> INSTRUCTIONS TO FOLLOW
Check each line below for the word "setup", and copy those that have it.

..........

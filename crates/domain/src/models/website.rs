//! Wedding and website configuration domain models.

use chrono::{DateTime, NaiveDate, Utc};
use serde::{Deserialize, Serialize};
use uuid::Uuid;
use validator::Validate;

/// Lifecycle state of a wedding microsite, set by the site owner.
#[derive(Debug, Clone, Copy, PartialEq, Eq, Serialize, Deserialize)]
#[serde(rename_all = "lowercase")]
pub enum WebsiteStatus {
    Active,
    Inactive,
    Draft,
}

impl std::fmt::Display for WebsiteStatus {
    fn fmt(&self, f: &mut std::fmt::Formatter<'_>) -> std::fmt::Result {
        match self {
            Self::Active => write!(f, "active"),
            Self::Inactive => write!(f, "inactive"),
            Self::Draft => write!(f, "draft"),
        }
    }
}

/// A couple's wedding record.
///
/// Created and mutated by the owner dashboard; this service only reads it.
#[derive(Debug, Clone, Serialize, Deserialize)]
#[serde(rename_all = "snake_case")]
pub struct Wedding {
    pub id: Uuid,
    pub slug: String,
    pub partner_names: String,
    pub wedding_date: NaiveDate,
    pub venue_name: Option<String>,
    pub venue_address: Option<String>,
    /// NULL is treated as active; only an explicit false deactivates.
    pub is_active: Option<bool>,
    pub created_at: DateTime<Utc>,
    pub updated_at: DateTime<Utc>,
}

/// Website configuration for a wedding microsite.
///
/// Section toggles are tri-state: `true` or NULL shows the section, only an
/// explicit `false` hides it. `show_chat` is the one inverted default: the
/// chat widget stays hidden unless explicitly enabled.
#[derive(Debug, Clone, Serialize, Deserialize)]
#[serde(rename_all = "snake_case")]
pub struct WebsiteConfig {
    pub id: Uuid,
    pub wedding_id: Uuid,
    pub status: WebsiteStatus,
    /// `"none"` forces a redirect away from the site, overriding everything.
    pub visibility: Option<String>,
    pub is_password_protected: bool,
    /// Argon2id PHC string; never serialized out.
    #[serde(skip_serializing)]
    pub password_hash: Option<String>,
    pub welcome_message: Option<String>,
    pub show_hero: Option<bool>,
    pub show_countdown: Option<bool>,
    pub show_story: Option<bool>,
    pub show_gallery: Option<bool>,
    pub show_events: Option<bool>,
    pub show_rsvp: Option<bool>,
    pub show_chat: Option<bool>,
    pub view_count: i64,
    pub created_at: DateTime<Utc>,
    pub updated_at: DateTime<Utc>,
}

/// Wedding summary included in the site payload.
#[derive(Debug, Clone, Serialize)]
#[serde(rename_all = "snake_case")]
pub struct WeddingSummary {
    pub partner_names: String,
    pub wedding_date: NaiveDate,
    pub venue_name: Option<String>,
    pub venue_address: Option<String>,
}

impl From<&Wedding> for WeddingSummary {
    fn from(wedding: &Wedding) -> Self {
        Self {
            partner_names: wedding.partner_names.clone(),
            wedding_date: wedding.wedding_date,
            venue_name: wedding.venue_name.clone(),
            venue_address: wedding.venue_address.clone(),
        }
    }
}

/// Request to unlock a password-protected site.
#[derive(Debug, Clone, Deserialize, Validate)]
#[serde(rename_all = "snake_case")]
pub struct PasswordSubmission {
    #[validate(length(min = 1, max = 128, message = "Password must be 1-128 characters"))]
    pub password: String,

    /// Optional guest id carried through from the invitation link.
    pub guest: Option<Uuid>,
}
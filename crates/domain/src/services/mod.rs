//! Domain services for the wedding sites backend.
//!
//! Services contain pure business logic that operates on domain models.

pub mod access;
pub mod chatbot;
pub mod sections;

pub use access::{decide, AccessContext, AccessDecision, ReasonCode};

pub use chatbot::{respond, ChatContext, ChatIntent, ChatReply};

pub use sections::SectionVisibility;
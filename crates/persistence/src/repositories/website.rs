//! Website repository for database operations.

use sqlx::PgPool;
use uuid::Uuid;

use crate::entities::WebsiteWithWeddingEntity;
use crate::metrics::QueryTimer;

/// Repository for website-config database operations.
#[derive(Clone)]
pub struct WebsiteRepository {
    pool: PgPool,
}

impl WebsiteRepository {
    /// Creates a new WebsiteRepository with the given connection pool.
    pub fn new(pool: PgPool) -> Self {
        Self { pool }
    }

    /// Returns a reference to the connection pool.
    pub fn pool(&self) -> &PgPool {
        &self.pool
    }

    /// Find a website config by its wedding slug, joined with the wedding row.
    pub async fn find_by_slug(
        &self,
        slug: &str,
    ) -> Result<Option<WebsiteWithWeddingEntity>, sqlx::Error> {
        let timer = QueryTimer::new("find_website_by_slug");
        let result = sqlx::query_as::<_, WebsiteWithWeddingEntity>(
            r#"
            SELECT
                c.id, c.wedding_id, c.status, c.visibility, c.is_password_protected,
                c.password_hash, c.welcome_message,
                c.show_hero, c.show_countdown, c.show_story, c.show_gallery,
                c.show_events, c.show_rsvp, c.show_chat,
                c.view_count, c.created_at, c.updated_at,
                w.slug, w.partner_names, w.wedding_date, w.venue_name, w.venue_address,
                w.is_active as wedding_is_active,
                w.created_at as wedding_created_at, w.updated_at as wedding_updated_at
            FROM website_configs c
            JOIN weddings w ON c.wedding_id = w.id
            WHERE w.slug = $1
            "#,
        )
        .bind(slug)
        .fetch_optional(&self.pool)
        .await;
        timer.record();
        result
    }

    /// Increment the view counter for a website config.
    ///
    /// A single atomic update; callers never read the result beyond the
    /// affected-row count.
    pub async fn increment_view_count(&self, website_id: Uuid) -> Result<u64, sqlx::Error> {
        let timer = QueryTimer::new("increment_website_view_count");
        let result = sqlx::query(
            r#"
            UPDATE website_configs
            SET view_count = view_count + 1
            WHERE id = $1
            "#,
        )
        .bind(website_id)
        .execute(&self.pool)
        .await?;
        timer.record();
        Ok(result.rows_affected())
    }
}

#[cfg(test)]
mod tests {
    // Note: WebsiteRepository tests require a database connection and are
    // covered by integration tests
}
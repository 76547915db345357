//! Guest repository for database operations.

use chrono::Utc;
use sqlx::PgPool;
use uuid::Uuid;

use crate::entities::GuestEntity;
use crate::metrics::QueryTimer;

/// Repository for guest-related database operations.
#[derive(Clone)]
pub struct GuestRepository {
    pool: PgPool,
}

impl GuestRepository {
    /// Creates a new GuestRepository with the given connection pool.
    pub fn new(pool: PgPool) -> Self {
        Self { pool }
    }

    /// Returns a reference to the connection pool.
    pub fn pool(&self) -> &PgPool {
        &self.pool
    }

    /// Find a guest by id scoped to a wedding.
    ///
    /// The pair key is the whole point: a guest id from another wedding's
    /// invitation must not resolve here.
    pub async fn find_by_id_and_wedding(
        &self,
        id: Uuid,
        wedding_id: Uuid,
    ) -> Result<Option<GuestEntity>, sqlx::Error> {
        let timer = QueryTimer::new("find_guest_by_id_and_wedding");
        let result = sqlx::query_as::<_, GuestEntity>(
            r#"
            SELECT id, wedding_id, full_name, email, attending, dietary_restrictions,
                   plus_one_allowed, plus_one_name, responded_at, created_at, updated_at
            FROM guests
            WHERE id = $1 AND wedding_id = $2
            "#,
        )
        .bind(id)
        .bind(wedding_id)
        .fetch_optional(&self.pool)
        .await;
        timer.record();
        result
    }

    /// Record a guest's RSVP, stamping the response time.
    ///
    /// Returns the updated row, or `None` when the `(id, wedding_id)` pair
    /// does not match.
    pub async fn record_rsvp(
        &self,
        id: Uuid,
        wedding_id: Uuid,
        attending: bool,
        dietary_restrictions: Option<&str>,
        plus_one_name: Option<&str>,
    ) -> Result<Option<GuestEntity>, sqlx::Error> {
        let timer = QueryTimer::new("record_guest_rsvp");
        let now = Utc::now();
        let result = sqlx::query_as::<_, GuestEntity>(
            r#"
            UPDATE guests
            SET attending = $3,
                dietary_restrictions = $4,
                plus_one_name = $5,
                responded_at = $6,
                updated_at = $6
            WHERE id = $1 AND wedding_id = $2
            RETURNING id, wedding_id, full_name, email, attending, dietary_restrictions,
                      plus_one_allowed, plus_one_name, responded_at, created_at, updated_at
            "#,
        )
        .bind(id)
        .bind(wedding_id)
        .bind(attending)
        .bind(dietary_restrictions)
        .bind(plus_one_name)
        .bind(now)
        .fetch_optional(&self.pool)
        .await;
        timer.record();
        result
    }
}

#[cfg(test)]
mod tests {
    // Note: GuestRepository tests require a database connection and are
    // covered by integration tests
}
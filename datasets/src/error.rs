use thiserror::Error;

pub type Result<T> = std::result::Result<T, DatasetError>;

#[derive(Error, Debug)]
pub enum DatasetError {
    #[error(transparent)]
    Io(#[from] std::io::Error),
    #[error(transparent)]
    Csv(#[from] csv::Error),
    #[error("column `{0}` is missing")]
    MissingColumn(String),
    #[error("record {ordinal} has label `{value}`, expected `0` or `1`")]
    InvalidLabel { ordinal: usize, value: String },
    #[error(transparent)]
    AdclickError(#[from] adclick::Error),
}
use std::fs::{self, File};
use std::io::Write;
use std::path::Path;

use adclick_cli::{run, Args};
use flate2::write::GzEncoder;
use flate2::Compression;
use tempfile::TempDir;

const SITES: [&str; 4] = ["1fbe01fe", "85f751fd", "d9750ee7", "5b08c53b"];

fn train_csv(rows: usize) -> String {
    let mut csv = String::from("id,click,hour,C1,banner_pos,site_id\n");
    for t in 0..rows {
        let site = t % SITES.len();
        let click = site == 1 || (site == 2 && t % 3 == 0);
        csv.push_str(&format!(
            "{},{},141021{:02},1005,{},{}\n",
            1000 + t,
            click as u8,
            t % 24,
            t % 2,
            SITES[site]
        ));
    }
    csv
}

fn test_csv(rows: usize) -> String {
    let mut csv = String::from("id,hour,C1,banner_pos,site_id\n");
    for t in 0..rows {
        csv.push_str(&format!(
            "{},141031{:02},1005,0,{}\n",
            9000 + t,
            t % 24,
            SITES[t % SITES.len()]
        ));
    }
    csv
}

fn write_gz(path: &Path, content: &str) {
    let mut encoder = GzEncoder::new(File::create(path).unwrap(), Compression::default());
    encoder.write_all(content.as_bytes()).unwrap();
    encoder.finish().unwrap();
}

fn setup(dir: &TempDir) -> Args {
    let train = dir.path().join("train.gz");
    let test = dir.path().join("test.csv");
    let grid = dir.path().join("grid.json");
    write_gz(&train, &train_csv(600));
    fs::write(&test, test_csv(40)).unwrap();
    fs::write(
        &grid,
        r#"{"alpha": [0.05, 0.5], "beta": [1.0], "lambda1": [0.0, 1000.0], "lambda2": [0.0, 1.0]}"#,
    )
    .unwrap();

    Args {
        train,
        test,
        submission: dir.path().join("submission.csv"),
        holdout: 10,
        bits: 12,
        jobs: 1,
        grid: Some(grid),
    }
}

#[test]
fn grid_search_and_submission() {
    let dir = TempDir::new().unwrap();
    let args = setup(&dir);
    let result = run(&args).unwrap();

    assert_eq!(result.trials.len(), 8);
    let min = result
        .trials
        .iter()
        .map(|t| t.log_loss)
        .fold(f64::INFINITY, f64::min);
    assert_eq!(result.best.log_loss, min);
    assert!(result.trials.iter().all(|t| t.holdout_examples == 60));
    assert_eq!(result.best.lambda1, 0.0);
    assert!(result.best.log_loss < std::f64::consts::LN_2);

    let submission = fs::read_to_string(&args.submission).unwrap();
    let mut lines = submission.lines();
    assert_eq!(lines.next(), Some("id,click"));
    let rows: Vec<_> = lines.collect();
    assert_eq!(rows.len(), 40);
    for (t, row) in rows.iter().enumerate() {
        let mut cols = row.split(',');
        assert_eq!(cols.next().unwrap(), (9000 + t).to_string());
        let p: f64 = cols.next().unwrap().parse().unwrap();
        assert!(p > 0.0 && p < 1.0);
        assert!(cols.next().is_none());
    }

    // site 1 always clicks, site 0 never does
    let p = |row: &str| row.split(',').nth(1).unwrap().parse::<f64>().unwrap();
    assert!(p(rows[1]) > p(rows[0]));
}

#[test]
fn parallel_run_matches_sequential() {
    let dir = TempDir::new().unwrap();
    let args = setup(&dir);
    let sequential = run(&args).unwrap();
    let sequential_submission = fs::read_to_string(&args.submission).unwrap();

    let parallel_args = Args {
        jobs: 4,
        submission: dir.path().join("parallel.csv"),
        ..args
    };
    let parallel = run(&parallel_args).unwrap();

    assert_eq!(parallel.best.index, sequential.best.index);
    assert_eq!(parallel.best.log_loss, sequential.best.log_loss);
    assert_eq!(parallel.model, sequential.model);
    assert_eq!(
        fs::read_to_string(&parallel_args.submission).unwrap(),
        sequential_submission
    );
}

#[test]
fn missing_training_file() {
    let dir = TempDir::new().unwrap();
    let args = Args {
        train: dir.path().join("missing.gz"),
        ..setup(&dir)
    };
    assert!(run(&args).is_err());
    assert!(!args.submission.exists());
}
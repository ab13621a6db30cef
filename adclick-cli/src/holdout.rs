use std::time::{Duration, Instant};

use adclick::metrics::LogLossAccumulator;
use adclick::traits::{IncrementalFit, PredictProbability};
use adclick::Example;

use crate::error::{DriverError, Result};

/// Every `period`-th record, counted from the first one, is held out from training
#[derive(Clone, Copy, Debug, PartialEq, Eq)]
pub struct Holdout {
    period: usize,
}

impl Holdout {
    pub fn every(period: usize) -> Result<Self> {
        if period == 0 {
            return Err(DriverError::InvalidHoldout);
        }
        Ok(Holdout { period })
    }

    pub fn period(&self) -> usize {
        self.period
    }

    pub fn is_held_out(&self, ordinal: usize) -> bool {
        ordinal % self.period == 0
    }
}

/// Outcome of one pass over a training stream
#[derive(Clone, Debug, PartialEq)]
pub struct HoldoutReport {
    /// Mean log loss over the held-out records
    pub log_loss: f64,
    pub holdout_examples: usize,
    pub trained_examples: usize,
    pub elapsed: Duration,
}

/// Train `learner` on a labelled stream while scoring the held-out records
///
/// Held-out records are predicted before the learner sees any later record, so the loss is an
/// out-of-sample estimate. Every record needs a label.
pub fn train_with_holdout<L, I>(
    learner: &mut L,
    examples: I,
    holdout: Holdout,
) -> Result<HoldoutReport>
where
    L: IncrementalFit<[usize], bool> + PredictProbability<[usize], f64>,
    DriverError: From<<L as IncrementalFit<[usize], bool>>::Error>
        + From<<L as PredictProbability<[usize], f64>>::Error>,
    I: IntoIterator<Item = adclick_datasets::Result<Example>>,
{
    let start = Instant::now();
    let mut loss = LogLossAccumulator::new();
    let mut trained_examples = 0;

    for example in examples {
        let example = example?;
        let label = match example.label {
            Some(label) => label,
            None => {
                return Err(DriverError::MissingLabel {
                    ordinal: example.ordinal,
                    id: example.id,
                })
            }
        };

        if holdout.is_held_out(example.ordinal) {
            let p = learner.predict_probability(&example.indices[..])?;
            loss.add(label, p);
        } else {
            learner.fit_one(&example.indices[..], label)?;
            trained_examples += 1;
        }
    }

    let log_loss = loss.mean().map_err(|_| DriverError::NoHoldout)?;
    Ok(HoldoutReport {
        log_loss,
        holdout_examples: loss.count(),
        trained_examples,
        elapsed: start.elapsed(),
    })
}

..........

> ANSWER BOX
fn setup(dir: &TempDir) -> Args {
    let args = setup(&dir);
    let args = setup(&dir);
        ..setup(&dir)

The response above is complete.